People love BMW. Or, rather, they seem to love how BMW was from the 1980s up to the mid-aughts. Nowadays, the company is leaning hard into polarizing designs and questionable sales decisions, burning a lot of the enthusiasm people had for the brand. I used to be a big BMW fan, and one of the things that ignited my passion for the Roundel was the 1987 E28 535is that I got while working at BMW Seattle approximately 9,000 years ago.
What makes the E28 so special? On paper, it’s a middle child. It’s not the first 5-Series (that’s the E12), nor does it have the most beloved drivetrain (that’s the E39 M5). Even though the E28 chassis gave us the first M5, which is unbelievably good, even that car’s Ultimate Driving Machine-ness is hard to put a finger on.
It’s hard to quantify, but friend-of-Jalopnik Mike Burroughs of Stanceworks makes a pretty good attempt at trying to do just that. If you’ve followed his career, you’d know he’s a big E28 nerd too, and this car he’s featuring is one of the best I’ve ever seen.

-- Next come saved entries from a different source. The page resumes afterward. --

//! The background timer thread: force-closes connections that have gone
//! silent past their deadline, and periodically sweeps the fragment
//! reassembly table. Neither retransmits anything -- there is no
//! retransmission queue in this design, so a USER_TIMEOUT expiry simply
//! abandons the connection rather than retrying the outstanding segment.

use std::sync::{Arc, Mutex};
use std::thread;
use std::time::Instant;

use log::debug;

use crate::config;
use crate::ip::reassembly::ReassemblyTable;

use super::cb::CbTable;

/// Spawns the timer thread. It owns no resources of its own; both tables
/// are shared with the segment-receive loop under their respective
/// mutexes.
pub fn spawn(table: Arc<Mutex<CbTable>>, reassembly: Arc<Mutex<ReassemblyTable>>) -> thread::JoinHandle<()> {
    thread::spawn(move || {
        let mut last_sweep = Instant::now();
        loop {
            thread::sleep(config::TIMER_TICK);
            let now = Instant::now();

            {
                let mut cbs = table.lock().unwrap();
                for idx in cbs.sweep_timeouts(now) {
                    debug!("cb {idx}: timer force-close");
                    let cond = cbs.cond(idx);
                    cbs.free(idx);
                    cond.notify_all();
                }
            }

            if now.duration_since(last_sweep) >= config::REASSEMBLY_SWEEP_INTERVAL {
                reassembly.lock().unwrap().sweep(now);
                last_sweep = now;
            }
        }
    })
}
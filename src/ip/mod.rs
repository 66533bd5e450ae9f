pub mod reassembly;
pub mod tx;

use std::net::Ipv4Addr;
use std::sync::Mutex;
use std::time::Instant;

use crate::config;
use crate::util::checksum;
use reassembly::{FragmentKey, ReassemblyTable};

/// A bound IPv4 interface: the stack's local identity on the network it
/// attaches to, plus the derived network/broadcast addresses used by the
/// receive-side destination check.
#[derive(Debug, Clone, Copy)]
pub struct NetifIp {
    pub unicast: Ipv4Addr,
    pub netmask: Ipv4Addr,
    pub network: Ipv4Addr,
    pub broadcast: Ipv4Addr,
    pub gateway: Ipv4Addr,
}

impl NetifIp {
    pub fn new(unicast: Ipv4Addr, netmask: Ipv4Addr) -> Self {
        let u = u32::from(unicast);
        let m = u32::from(netmask);
        NetifIp {
            unicast,
            netmask,
            network: Ipv4Addr::from(u & m),
            broadcast: Ipv4Addr::from((u & m) | !m),
            gateway: Ipv4Addr::UNSPECIFIED,
        }
    }

    fn accepts_destination(&self, dst: Ipv4Addr) -> bool {
        dst == self.unicast || dst == self.broadcast || dst == Ipv4Addr::BROADCAST
    }
}

/// A mapping from IP protocol number to the single registered consumer of
/// datagrams carrying it. Dispatch is first-match, mirroring a linked
/// registration list walked front to back.
#[derive(Default)]
pub struct ProtocolRegistry {
    registered: Vec<u8>,
}

impl ProtocolRegistry {
    pub fn new() -> Self {
        Self::default()
    }

    pub fn add_protocol(&mut self, protocol: u8) {
        if !self.registered.contains(&protocol) {
            self.registered.push(protocol);
        }
    }

    pub fn is_registered(&self, protocol: u8) -> bool {
        self.registered.iter().any(|p| *p == protocol)
    }
}

struct ParsedHeader {
    src: Ipv4Addr,
    dst: Ipv4Addr,
    protocol: u8,
    id: u16,
    hdr_len: usize,
    total_len: usize,
    more_fragments: bool,
    frag_offset: usize,
}

/// Validates an IPv4 header in the order the design prescribes: minimum
/// length, version, header/total length, header checksum, TTL, then
/// destination match. Any failure drops the datagram silently.
fn parse_header(buf: &[u8], netif: &NetifIp) -> Option<ParsedHeader> {
    if buf.len() < config::IPV4_HEADER_LEN {
        return None;
    }
    if buf[0] >> 4 != 4 {
        return None;
    }
    let hdr_len = ((buf[0] & 0x0f) as usize) * 4;
    if hdr_len < config::IPV4_HEADER_LEN || hdr_len > buf.len() {
        return None;
    }
    let total_len = u16::from_be_bytes([buf[2], buf[3]]) as usize;
    if total_len < hdr_len || total_len > buf.len() {
        return None;
    }
    if checksum::checksum(&buf[..hdr_len], 0) != 0 {
        return None;
    }
    if buf[8] == 0 {
        return None; // ttl expired
    }
    let dst = Ipv4Addr::new(buf[16], buf[17], buf[18], buf[19]);
    if !netif.accepts_destination(dst) {
        return None;
    }

    let frag_word = u16::from_be_bytes([buf[6], buf[7]]);
    Some(ParsedHeader {
        src: Ipv4Addr::new(buf[12], buf[13], buf[14], buf[15]),
        dst,
        protocol: buf[9],
        id: u16::from_be_bytes([buf[4], buf[5]]),
        hdr_len,
        total_len,
        more_fragments: frag_word & config::IPV4_FLAG_MF != 0,
        frag_offset: ((frag_word & config::IPV4_FRAG_OFFSET_MASK) as usize) * 8,
    })
}

/// A complete (possibly reassembled) IPv4 payload ready for protocol
/// dispatch.
pub struct Received {
    pub src: Ipv4Addr,
    pub dst: Ipv4Addr,
    pub protocol: u8,
    pub payload: Vec<u8>,
}

/// Runs receive-side validation and, for fragmented traffic, folds the
/// fragment into the reassembly table. Returns `None` both for rejected
/// (malformed or misdirected) datagrams and for fragments that do not yet
/// complete a datagram.
pub fn receive(netif: &NetifIp, buf: &[u8], reassembly: &Mutex<ReassemblyTable>) -> Option<Received> {
    let header = parse_header(buf, netif)?;
    let fragment_payload = &buf[header.hdr_len..header.total_len];

    if header.more_fragments || header.frag_offset != 0 {
        let key = FragmentKey {
            src: header.src,
            dst: header.dst,
            id: header.id,
            protocol: header.protocol,
        };
        let payload = reassembly.lock().unwrap().insert(
            key,
            header.frag_offset,
            fragment_payload,
            header.more_fragments,
            Instant::now(),
        )?;
        Some(Received {
            src: header.src,
            dst: header.dst,
            protocol: header.protocol,
            payload,
        })
    } else {
        Some(Received {
            src: header.src,
            dst: header.dst,
            protocol: header.protocol,
            payload: fragment_payload.to_vec(),
        })
    }
}
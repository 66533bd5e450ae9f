use std::io::{Read, Write};
use std::net::Ipv4Addr;
use std::str::FromStr;

use handshake::NetStack;

fn main() {
    env_logger::init();

    let mut netstack = NetStack::new(
        "tun0",
        Ipv4Addr::from_str("10.10.10.10").unwrap(),
        Ipv4Addr::from_str("255.255.255.0").unwrap(),
    )
    .unwrap();

    println!(">>> Trying to connect to server...");
    let mut stream = netstack
        .connect("127.0.0.1".parse::<Ipv4Addr>().unwrap(), 34343)
        .unwrap();
    println!(">>> Connected!");

    loop {
        let mut buf = [0u8; 1500];
        let n = stream.read(&mut buf[..]).unwrap();

        if n == 0 {
            break;
        }

        stream.write(&buf[..n]).unwrap();

        println!(
            "\n>>> Read: {:?}\n",
            String::from_iter(buf[..n].iter().map(|c| *c as char))
        );
    }

    drop(stream);

    netstack.join();
}
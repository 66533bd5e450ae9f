//! IPv4 transmit: ID allocation, MTU-bounded fragmentation, and datagram
//! framing. ARP resolution is not modeled here -- the tun device this
//! stack drives is layer-3, so every fragment is handed straight to the
//! device as if address resolution had already succeeded.

use std::net::Ipv4Addr;
use std::sync::Mutex;

use crate::config;
use crate::device::{Driver, TunDriver};
use crate::err::Error;
use crate::ip::NetifIp;
use crate::util::checksum;

/// Serializes 16-bit datagram IDs, monotonically increasing, one per
/// `transmit` call regardless of how many fragments it produces.
pub struct IdGenerator(Mutex<u16>);

impl IdGenerator {
    pub fn new() -> Self {
        IdGenerator(Mutex::new(0))
    }

    fn next(&self) -> u16 {
        let mut id = self.0.lock().unwrap();
        *id = id.wrapping_add(1);
        *id
    }
}

impl Default for IdGenerator {
    fn default() -> Self {
        Self::new()
    }
}

/// Splits `payload` into 8-byte-aligned fragments of at most
/// `MTU - IPV4_HEADER_LEN` bytes, setting MF on all but the last, and
/// writes each one to `device`. An empty payload still produces one
/// (header-only) datagram.
pub fn transmit(
    device: &mut TunDriver,
    ids: &IdGenerator,
    netif: &NetifIp,
    protocol: u8,
    payload: &[u8],
    dst: Ipv4Addr,
) -> Result<(), Error> {
    let id = ids.next();
    let max_payload = ((config::MTU - config::IPV4_HEADER_LEN) / 8) * 8;

    let mut offset = 0usize;
    loop {
        let remaining = payload.len() - offset;
        let chunk_len = remaining.min(max_payload);
        let more_fragments = offset + chunk_len < payload.len();
        let datagram = build_datagram(
            netif.unicast,
            dst,
            protocol,
            id,
            offset,
            more_fragments,
            &payload[offset..offset + chunk_len],
        );
        device.tx(&datagram)?;
        offset += chunk_len;
        if offset >= payload.len() {
            break;
        }
    }
    Ok(())
}

fn build_datagram(
    src: Ipv4Addr,
    dst: Ipv4Addr,
    protocol: u8,
    id: u16,
    offset: usize,
    more_fragments: bool,
    payload: &[u8],
) -> Vec<u8> {
    let total_len = config::IPV4_HEADER_LEN + payload.len();
    let mut buf = vec![0u8; total_len];
    buf[0] = 0x45; // version 4, ihl 5 (no options)
    buf[1] = 0; // tos
    buf[2..4].copy_from_slice(&(total_len as u16).to_be_bytes());
    buf[4..6].copy_from_slice(&id.to_be_bytes());
    let frag_word = ((offset / 8) as u16 & config::IPV4_FRAG_OFFSET_MASK)
        | if more_fragments { config::IPV4_FLAG_MF } else { 0 };
    buf[6..8].copy_from_slice(&frag_word.to_be_bytes());
    buf[8] = 64; // ttl
    buf[9] = protocol;
    buf[10..12].copy_from_slice(&[0, 0]); // checksum, filled below
    buf[12..16].copy_from_slice(&src.octets());
    buf[16..20].copy_from_slice(&dst.octets());
    let hsum = checksum::checksum(&buf[..config::IPV4_HEADER_LEN], 0);
    buf[10..12].copy_from_slice(&hsum.to_be_bytes());
    buf[config::IPV4_HEADER_LEN..].copy_from_slice(payload);
    buf
}

#[cfg(test)]
mod tests {
    use super::*;

    #[test]
    fn fragments_are_8_byte_aligned_except_the_last() {
        let payload = vec![0u8; 5000];
        let max_payload = ((config::MTU - config::IPV4_HEADER_LEN) / 8) * 8;
        assert_eq!(max_payload % 8, 0);
        let mut offset = 0;
        let mut fragment_lens = vec![];
        loop {
            let remaining = payload.len() - offset;
            let chunk = remaining.min(max_payload);
            fragment_lens.push(chunk);
            offset += chunk;
            if offset >= payload.len() {
                break;
            }
        }
        for &len in &fragment_lens[..fragment_lens.len() - 1] {
            assert_eq!(len % 8, 0);
        }
    }

    #[test]
    fn header_checksum_of_built_datagram_is_zero() {
        let buf = build_datagram(
            "10.0.0.1".parse().unwrap(),
            "10.0.0.2".parse().unwrap(),
            6,
            7,
            0,
            false,
            &[1, 2, 3, 4],
        );
        assert_eq!(checksum::checksum(&buf[..config::IPV4_HEADER_LEN], 0), 0);
    }
}
impl CbTable {
    pub fn new() -> Self {
        let mut slots = Vec::with_capacity(config::CB_TABLE_SIZE);
        slots.resize_with(config::CB_TABLE_SIZE, CbSlot::free);
        CbTable { slots }
    }

    pub fn get(&self, idx: usize) -> &Cb {
        &self.slots[idx].cb
    }

    pub fn get_mut(&mut self, idx: usize) -> &mut Cb {
        &mut self.slots[idx].cb
    }

    pub fn cond(&self, idx: usize) -> Arc<Condvar> {
        self.slots[idx].cond.clone()
    }

    pub fn is_used(&self, idx: usize) -> bool {
        self.slots[idx].used
    }

    /// Allocator for `open`: linear scan from index 0 for a free slot.
    pub fn alloc(&mut self) -> Option<usize> {
        let idx = self.slots.iter().position(|s| !s.used && s.cb.state == State::Closed)?;
        self.slots[idx] = CbSlot { used: true, cb: Cb::closed(), cond: Arc::new(Condvar::new()) };
        debug!("cb {idx}: allocated");
        Some(idx)
    }

    /// Marks a slot `used=false` so the allocator scanner can see it, but
    /// leaves `state` alone -- `close()` on a socket that still has
    /// unacknowledged segments in flight needs the CB to keep living in
    /// its current state (FIN_WAIT1, LAST_ACK, ...) until the peer
    /// finishes the teardown or the timer force-closes it.
    pub fn release(&mut self, idx: usize) {
        self.slots[idx].used = false;
    }

    /// Fully frees a slot: the inverse of `alloc`.
    pub fn free(&mut self, idx: usize) {
        self.slots[idx] = CbSlot::free();
        debug!("cb {idx}: freed");
    }

    /// Whether `port` is held by any non-free CB (used by `bind`).
    pub fn port_in_use(&self, port: u16) -> bool {
        self.slots.iter().any(|s| s.used && s.cb.port == port)
    }

    /// Scans the ephemeral range starting at `start_offset` (taken from
    /// `time % 1024` by the caller) for a port not already held by any
    /// CB, wrapping once around the range.
    pub fn alloc_ephemeral_port(&self, start_offset: u16) -> Option<u16> {
        let span = config::EPHEMERAL_PORT_MAX - config::EPHEMERAL_PORT_MIN + 1;
        let start = start_offset % span;
        (0..span)
            .map(|i| config::EPHEMERAL_PORT_MIN + (start + i) % span)
            .find(|port| !self.port_in_use(*port))
    }

    /// §4.8: a single linear scan that finds an exact 4-tuple match, the
    /// first free slot, and the first matching LISTEN CB, all in one pass.
    /// An exact match short-circuits the scan immediately.
    pub fn lookup_for_segment(&self, local_port: u16, peer: Dual) -> LookupResult {
        let mut free = None;
        let mut listen = None;
        for (i, slot) in self.slots.iter().enumerate() {
            // A connection stays matchable by its 4-tuple for as long as
            // its state isn't CLOSED, independent of `used`: `close()`
            // clears `used` the moment it's called so the slot is free
            // for `open` to reuse once the state machine actually reaches
            // CLOSED, but segments for the still-live teardown (FIN_WAIT1,
            // LAST_ACK, TIME_WAIT, ...) must keep finding this CB rather
            // than falling through to a stray RST.
            if slot.cb.state != State::Listen
                && slot.cb.state != State::Closed
                && slot.cb.port == local_port
                && slot.cb.peer == peer
            {
                return LookupResult { exact: Some(i), free, listen };
            }
            if free.is_none() && !slot.used && slot.cb.state == State::Closed {
                free = Some(i);
            }
            if listen.is_none() && slot.used && slot.cb.state == State::Listen && slot.cb.port == local_port {
                listen = Some(i);
            }
        }
        LookupResult { exact: None, free, listen }
    }

    /// Claims a free slot as a child of a LISTEN CB: copies `{state=
    /// LISTEN, port}` from the parent, sets `parent` and `peer`. The
    /// segment processor (run immediately after, by the caller) promotes
    /// it to SYN_RCVD.
    pub fn claim_child(&mut self, free_idx: usize, listen_idx: usize, peer: Dual) {
        let port = self.slots[listen_idx].cb.port;
        self.slots[free_idx] = CbSlot {
            used: true,
            cb: Cb { state: State::Listen, port, peer, ..Cb::closed() },
            cond: Arc::new(Condvar::new()),
        };
        self.slots[free_idx].cb.parent = Some(listen_idx);
    }

    pub fn on_segment(&mut self, idx: usize, seg: &DecodedSegment, now: Instant) -> Outcome {
        match self.slots[idx].cb.state {
            State::Listen => self.on_listen(idx, seg, now),
            State::SynSent => self.on_syn_sent(idx, seg, now),
            State::Closed => Outcome::default(),
            _ => self.on_synchronized(idx, seg, now),
        }
    }

    fn on_listen(&mut self, idx: usize, seg: &DecodedSegment, now: Instant) -> Outcome {
        let mut out = Outcome::default();
        if seg.rst {
            return out;
        }
        if seg.ack_flag {
            out.to_send.push(OutSegment::flags(seg.ack, 0, 0, false, false, false, true, false, vec![]));
            return out;
        }
        if seg.syn {
            let cb = &mut self.slots[idx].cb;
            cb.rcv.nxt = seg.seq.wrapping_add(1);
            cb.rcv.wnd = config::RECV_WINDOW_SIZE as u16;
            cb.irs = seg.seq;
            cb.iss = random_iss();
            cb.snd.una = cb.iss;
            cb.snd.nxt = cb.iss.wrapping_add(1);
            cb.snd.wnd = seg.wnd;
            cb.peer = seg.quad.src;
            cb.timeout = Some(now + config::USER_TIMEOUT);
            cb.state = State::SynRcvd;
            out.to_send.push(OutSegment::flags(cb.iss, cb.rcv.nxt, cb.rcv.wnd, true, true, false, false, false, vec![]));
            return out;
        }
        // neither RST, ACK, nor SYN: reset back to CLOSED and detach from parent
        out.delete = true;
        out
    }

    fn on_syn_sent(&mut self, idx: usize, seg: &DecodedSegment, now: Instant) -> Outcome {
        let mut out = Outcome::default();
        let (iss, snd_nxt, snd_una) = {
            let cb = &self.slots[idx].cb;
            (cb.iss, cb.snd.nxt, cb.snd.una)
        };

        if seg.ack_flag && (le(seg.ack, iss) || lt(snd_nxt, seg.ack)) {
            out.to_send.push(OutSegment::flags(seg.ack, 0, 0, false, false, false, true, false, vec![]));
            return out;
        }
        let ack_acceptable = seg.ack_flag && le(snd_una, seg.ack) && le(seg.ack, snd_nxt);

        if seg.rst {
            if ack_acceptable {
                out.delete = true;
                out.wake_all();
            }
            return out;
        }

        if seg.syn {
            let cb = &mut self.slots[idx].cb;
            cb.rcv.nxt = seg.seq.wrapping_add(1);
            cb.irs = seg.seq;
            if seg.ack_flag {
                cb.snd.una = seg.ack;
            }
            if lt(cb.iss, cb.snd.una) {
                cb.state = State::Established;
                cb.snd.wnd = seg.wnd;
                cb.snd.wl1 = seg.seq;
                cb.snd.wl2 = seg.ack;
                cb.timeout = None;
                out.to_send.push(OutSegment::flags(cb.snd.nxt, cb.rcv.nxt, cb.rcv.wnd, false, true, false, false, false, vec![]));
                out.promote_established = true;
                out.wake_all();
            } else {
                cb.state = State::SynRcvd;
                cb.timeout = Some(now + config::USER_TIMEOUT);
                out.to_send.push(OutSegment::flags(cb.iss, cb.rcv.nxt, cb.rcv.wnd, true, true, false, false, false, vec![]));
            }
        }
        // segments with neither SYN nor RST, and no acceptable ACK, are dropped
        out
    }

    fn on_synchronized(&mut self, idx: usize, seg: &DecodedSegment, now: Instant) -> Outcome {
        let mut out = Outcome::default();
        let plen = seg.payload.len() as u32;

        let (rcv_nxt, rcv_wnd) = {
            let cb = &self.slots[idx].cb;
            (cb.rcv.nxt, cb.rcv.wnd as u32)
        };
        let acceptable = if plen > 0 {
            rcv_wnd > 0
                && (in_window(seg.seq, rcv_nxt, rcv_wnd)
                    || in_window(seg.seq.wrapping_add(plen - 1), rcv_nxt, rcv_wnd))
        } else if rcv_wnd > 0 {
            in_window(seg.seq, rcv_nxt, rcv_wnd) || seg.seq == rcv_nxt
        } else {
            seg.seq == rcv_nxt
        };

        if !acceptable {
            if !seg.rst {
                let cb = &self.slots[idx].cb;
                out.to_send.push(OutSegment::flags(cb.snd.nxt, cb.rcv.nxt, cb.rcv.wnd, false, true, false, false, false, vec![]));
            }
            return out;
        }

        if seg.rst {
            out.delete = true;
            out.wake_all();
            return out;
        }

        if seg.syn {
            let cb = &self.slots[idx].cb;
            out.to_send.push(OutSegment::flags(cb.snd.nxt, 0, 0, false, false, false, true, false, vec![]));
            out.delete = true;
            out.wake_all();
            return out;
        }

        if !seg.ack_flag {
            return out;
        }

        let state = self.slots[idx].cb.state;
        if state == State::SynRcvd {
            let cb = &self.slots[idx].cb;
            if le(cb.snd.una, seg.ack) && le(seg.ack, cb.snd.nxt) {
                let cb = &mut self.slots[idx].cb;
                cb.state = State::Established;
                cb.snd.wnd = seg.wnd;
                cb.snd.wl1 = seg.seq;
                cb.snd.wl2 = seg.ack;
                cb.timeout = None;
                out.promote_established = true;
            } else {
                out.to_send.push(OutSegment::flags(seg.ack, 0, 0, false, false, false, true, false, vec![]));
                return out;
            }
        } else {
            let cb = &mut self.slots[idx].cb;
            if lt(cb.snd.una, seg.ack) && le(seg.ack, cb.snd.nxt) {
                cb.snd.una = seg.ack;
                if lt(cb.snd.wl1, seg.seq) || (cb.snd.wl1 == seg.seq && le(cb.snd.wl2, seg.ack)) {
                    cb.snd.wnd = seg.wnd;
                    cb.snd.wl1 = seg.seq;
                    cb.snd.wl2 = seg.ack;
                }
            }
            cb.timeout = if cb.snd.una == cb.snd.nxt {
                None
            } else {
                Some(now + config::USER_TIMEOUT)
            };

            if lt(cb.snd.nxt, seg.ack) {
                out.to_send.push(OutSegment::flags(cb.snd.nxt, cb.rcv.nxt, cb.rcv.wnd, false, true, false, false, false, vec![]));
                return out;
            }

            match cb.state {
                State::FinWait1 if cb.snd.una == cb.snd.nxt => cb.state = State::FinWait2,
                State::Closing if cb.snd.una == cb.snd.nxt => {
                    cb.state = State::TimeWait;
                    cb.timeout = Some(now + config::TIME_WAIT_TIMEOUT);
                }
                State::LastAck if cb.snd.una == cb.snd.nxt => {
                    out.delete = true;
                    out.wake_all();
                    return out;
                }
                State::TimeWait => {
                    cb.timeout = Some(now + config::TIME_WAIT_TIMEOUT);
                }
                _ => {}
            }
        }

        {
            let cb = &mut self.slots[idx].cb;
            if seg.urg && matches!(cb.state, State::Established | State::FinWait1 | State::FinWait2) {
                cb.rcv.up = cb.rcv.up.max(seg.urg_ptr as u32);
            }
        }

        {
            let cb = &mut self.slots[idx].cb;
            if matches!(cb.state, State::Established | State::FinWait1 | State::FinWait2) {
                if !seg.payload.is_empty() && seg.seq == cb.rcv.nxt {
                    let used = cb.buffered();
                    let n = seg.payload.len().min(cb.rcv.wnd as usize);
                    cb.window[used..used + n].copy_from_slice(&seg.payload[..n]);
                    cb.rcv.nxt = cb.rcv.nxt.wrapping_add(n as u32);
                    cb.rcv.wnd -= n as u16;
                    out.to_send.push(OutSegment::flags(cb.snd.nxt, cb.rcv.nxt, cb.rcv.wnd, false, true, false, false, false, vec![]));
                    out.wake_reader = true;
                } else if seg.psh && seg.payload.is_empty() {
                    out.to_send.push(OutSegment::flags(cb.snd.nxt, cb.rcv.nxt, cb.rcv.wnd, false, true, false, false, false, vec![]));
                    out.wake_reader = true;
                }
            }
        }

        if seg.fin {
            let cb = &mut self.slots[idx].cb;
            cb.rcv.nxt = cb.rcv.nxt.wrapping_add(1);
            out.to_send.push(OutSegment::flags(cb.snd.nxt, cb.rcv.nxt, cb.rcv.wnd, false, true, false, false, false, vec![]));
            let from = cb.state;
            match cb.state {
                State::SynRcvd | State::Established => cb.state = State::CloseWait,
                State::FinWait1 => cb.state = State::Closing,
                State::FinWait2 => {
                    cb.state = State::TimeWait;
                    cb.timeout = Some(now + config::TIME_WAIT_TIMEOUT);
                }
                State::TimeWait => cb.timeout = Some(now + config::TIME_WAIT_TIMEOUT),
                _ => {}
            }
            if cb.state != from {
                debug!("cb {idx}: {from:?} -> {:?} on FIN", cb.state);
            }
            out.wake_all();
        }

        out
    }

    /// The timer thread's scan: any CB with unacked data or sitting in
    /// TIME_WAIT whose deadline has passed is force-closed.
    pub fn sweep_timeouts(&mut self, now: Instant) -> Vec<usize> {
        let mut expired = vec![];
        for (i, slot) in self.slots.iter().enumerate() {
            if !slot.used {
                continue;
            }
            let cb = &slot.cb;
            let has_unacked = cb.snd.una != cb.snd.nxt;
            if has_unacked || cb.state == State::TimeWait {
                if let Some(deadline) = cb.timeout {
                    if deadline < now {
                        expired.push(i);
                    }
                }
            }
        }
        expired
    }
}
//! schedule-enforcer - HTTP Server Entry Point
//!
//! Starts the schedule engine and the HTTP server that feeds it.

use schedule_enforcer::{api, Config};
use tracing::info;
use tracing_subscriber::{layer::SubscriberExt, util::SubscriberInitExt};

#[tokio::main]
async fn main() -> anyhow::Result<()> {
    // Initialize logging
    tracing_subscriber::registry()
        .with(
            tracing_subscriber::EnvFilter::try_from_default_env()
                .unwrap_or_else(|_| "schedule_enforcer=debug,tower_http=debug".into()),
        )
        .with(tracing_subscriber::fmt::layer())
        .init();

    // Load configuration
    let config = Config::from_env()?;
    info!(
        "Loaded configuration: database={}, vision backend {}",
        config.database_path.display(),
        if config.groq_api_key.is_some() {
            "configured"
        } else {
            "NOT CONFIGURED - verdicts will be mocked"
        }
    );

    // Start HTTP server + schedule engine
    let addr = format!("{}:{}", config.host, config.port);
    info!("Starting server on {}", addr);

    api::serve(config).await?;

    Ok(())
}
//! API request and response types.

use chrono::{DateTime, Utc};
use serde::{Deserialize, Serialize};
use uuid::Uuid;

use crate::task::{AttemptSource, Task, TaskStatus, VerificationAttempt};

/// Request to schedule a new task.
#[derive(Debug, Clone, Deserialize)]
pub struct CreateTaskRequest {
    /// Display name, 1-100 characters
    pub name: String,

    /// Daily start time, `HH:MM` 24-hour
    pub start_time: String,

    /// Target window in minutes
    pub duration_minutes: u32,

    /// Minutes between alarm re-escalations
    pub alert_gap_minutes: u32,

    /// Free text handed verbatim to the vision model
    pub verification_instructions: String,
}

/// Canonical task view.
#[derive(Debug, Clone, Serialize)]
pub struct TaskResponse {
    pub id: Uuid,
    pub name: String,
    pub start_time: String,
    pub duration_minutes: u32,
    pub alert_gap_minutes: u32,
    pub verification_instructions: String,
    pub status: TaskStatus,
    /// End of the target window (display only)
    pub window_end: String,
    pub created_at: DateTime<Utc>,
    #[serde(skip_serializing_if = "Option::is_none")]
    pub completed_at: Option<DateTime<Utc>>,
}

impl From<&Task> for TaskResponse {
    fn from(task: &Task) -> Self {
        Self {
            id: task.id().as_uuid(),
            name: task.name().to_string(),
            start_time: task.start_time().format("%H:%M").to_string(),
            duration_minutes: task.duration_minutes(),
            alert_gap_minutes: task.alert_gap_minutes(),
            verification_instructions: task.verification_instructions().to_string(),
            status: task.status(),
            window_end: task.window_end().format("%H:%M").to_string(),
            created_at: task.created_at(),
            completed_at: task.completed_at(),
        }
    }
}

/// One verification attempt, without the photo bytes.
#[derive(Debug, Clone, Serialize)]
pub struct AttemptResponse {
    pub id: Uuid,
    pub task_id: Uuid,
    pub success: bool,
    pub reasoning: String,
    pub confidence: f64,
    pub source: AttemptSource,
    pub image_bytes: usize,
    pub timestamp: DateTime<Utc>,
}

impl From<&VerificationAttempt> for AttemptResponse {
    fn from(attempt: &VerificationAttempt) -> Self {
        Self {
            id: attempt.id,
            task_id: attempt.task_id.as_uuid(),
            success: attempt.success,
            reasoning: attempt.reasoning.clone(),
            confidence: attempt.confidence,
            source: attempt.source,
            image_bytes: attempt.image.len(),
            timestamp: attempt.timestamp,
        }
    }
}

/// Outcome of a photo submission.
#[derive(Debug, Clone, Serialize)]
pub struct VerifyResponse {
    pub attempt: AttemptResponse,
    /// Task status after the verdict was applied
    pub task_status: TaskStatus,
}

/// System statistics.
#[derive(Debug, Clone, Serialize)]
pub struct StatusResponse {
    /// Current local time-of-day, `HH:MM`
    pub current_time: String,
    pub total_tasks: usize,
    pub pending_tasks: usize,
    pub active_tasks: usize,
    pub completed_tasks: usize,
    pub failed_tasks: usize,
    /// Workflows (and alarms) currently running
    pub running_workflows: usize,
    /// Whether verdicts come from the real vision backend
    pub vision_backend_configured: bool,
}

/// Health check response.
#[derive(Debug, Clone, Serialize)]
pub struct HealthResponse {
    pub status: String,
    pub version: String,
    pub database: String,
    pub vision_backend: String,
    pub timestamp: DateTime<Utc>,
}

The car is owned by a guy named Jeremy Whittle, who is best known for having one of the best-looking E38 7-Series (aka the last 7 Series before Chris Bangle got really involved) on the planet. Like that car, this E28 features BMW’s M60 V8 engine, and thanks to fabrication from Riley Stair, it looks like it always belonged there.
In the end, what makes the E28 so special is that it shows a company truly coming into its own. It’s the start of what many people consider BMW’s golden era when almost everything the company touched was amazing. The designs were understated but attractive, and the cars were designed first and foremost to be great to drive.
It can be argued where that golden era peaked – was it the E46 M3 or maybe the E90 M3 with its high-revving naturally aspirated V8 – but the E28 started it all, and much like Mike opines in his video, I wish BMW would make cars with this kind of spirit again.